Montag, 29. September 2003

Studenten: Sie geben Geld vor allem für's Wohnen aus

  • Einnahmen vor allem aus Erwerbstätigkeit und Familien-Unterstützung

Party, Party, Party? Offenbar nicht: Die österreichischen Studenten geben ihr Geld vor allem für's Wohnen aus. Laut der aktuellen Studierenden-Sozialerhebung verwenden sie durchschnittlich mehr als ein Viertel ihrer Lebenserhaltungskosten für Miete, Strom und Heizung bzw. Möbel und Wohnungsrenovierung.

Aufgewendet wird das durchschnittliche Studenten-Budget rund 1.040 Euro monatlich (inklusive Naturalleistungen) für monatliche Ausgaben wie Wohnen inkl. Nebenkosten (231 Euro), Ernährung (167 Euro), Freizeit und Hobbys (65 Euro), Fahrzeug (57 Euro), Kleidung und Schuhe (56 Euro), den Studienbeitrag (54 Euro) sowie Telefon, Handy und TV (51 Euro).

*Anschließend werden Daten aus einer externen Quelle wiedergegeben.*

pub mod config;
pub mod doctor;
pub mod seed;

use serde::Serialize;
use serde_json::Value;

#[derive(Debug, Clone)]
pub struct CommandResult {
    pub exit_code: u8,
    pub output: String,
}

#[derive(Debug, Serialize)]
struct CommandOutcome {
    command: String,
    status: String,
    error_class: Option<String>,
    message: String,
    #[serde(skip_serializing_if = "Option::is_none")]
    data: Option<Value>,
}

impl CommandResult {
    pub fn success_with_data(
        command: &str,
        message: impl Into<String>,
        data: Option<Value>,
    ) -> Self {
        let payload = CommandOutcome {
            command: command.to_string(),
            status: "ok".to_string(),
            error_class: None,
            message: message.into(),
            data,
        };
        Self { exit_code: 0, output: serialize_payload(payload) }
    }

    pub fn failure(
        command: &str,
        error_class: &str,
        message: impl Into<String>,
        exit_code: u8,
    ) -> Self {
        let payload = CommandOutcome {
            command: command.to_string(),
            status: "error".to_string(),
            error_class: Some(error_class.to_string()),
            message: message.into(),
            data: None,
        };
        Self { exit_code, output: serialize_payload(payload) }
    }

    pub fn plain(output: String) -> Self {
        Self { exit_code: 0, output }
    }
}

fn serialize_payload(payload: CommandOutcome) -> String {
    serde_json::to_string(&payload).unwrap_or_else(|error| {
        format!(
            "{{\"command\":\"unknown\",\"status\":\"error\",\"error_class\":\"serialization\",\"message\":\"{}\"}}",
            error.to_string().replace('\\', "\\\\").replace('"', "\\\"")
        )
    })
}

Eingerechnet sind dabei schon die eventuell auch als Naturalleistungen konsumierten Aufwendungen - wenn ein Student also etwa bei seinen Eltern wohnt oder seine Miete von diesen übernommen wird.

Regelmäßige Haupteinnahmequelle ist die Erwerbstätigkeit im Semester (375 Euro), gefolgt von elterlichen Zuwendungen (189 Euro) und der Studienbeihilfe (79 Euro). Einmalige Einnahmen stammen vor allem aus Ferialjobs (68 Euro) und Ersparnissen (19 Euro). Naturalleistungen wiederum stammen vor allem von den Eltern (137 Euro) und dem Partner (34 Euro).

Interessantes Detail: Die durchschnittlichen monatlichen Lebenshaltungskosten von männlichen Studenten sind etwas höher als jene ihrer weiblichen Kommilitonen. Dies ist insbesondere auf höhere Kosten für Ernährung und höhere Verkehrskosten zurückzuführen.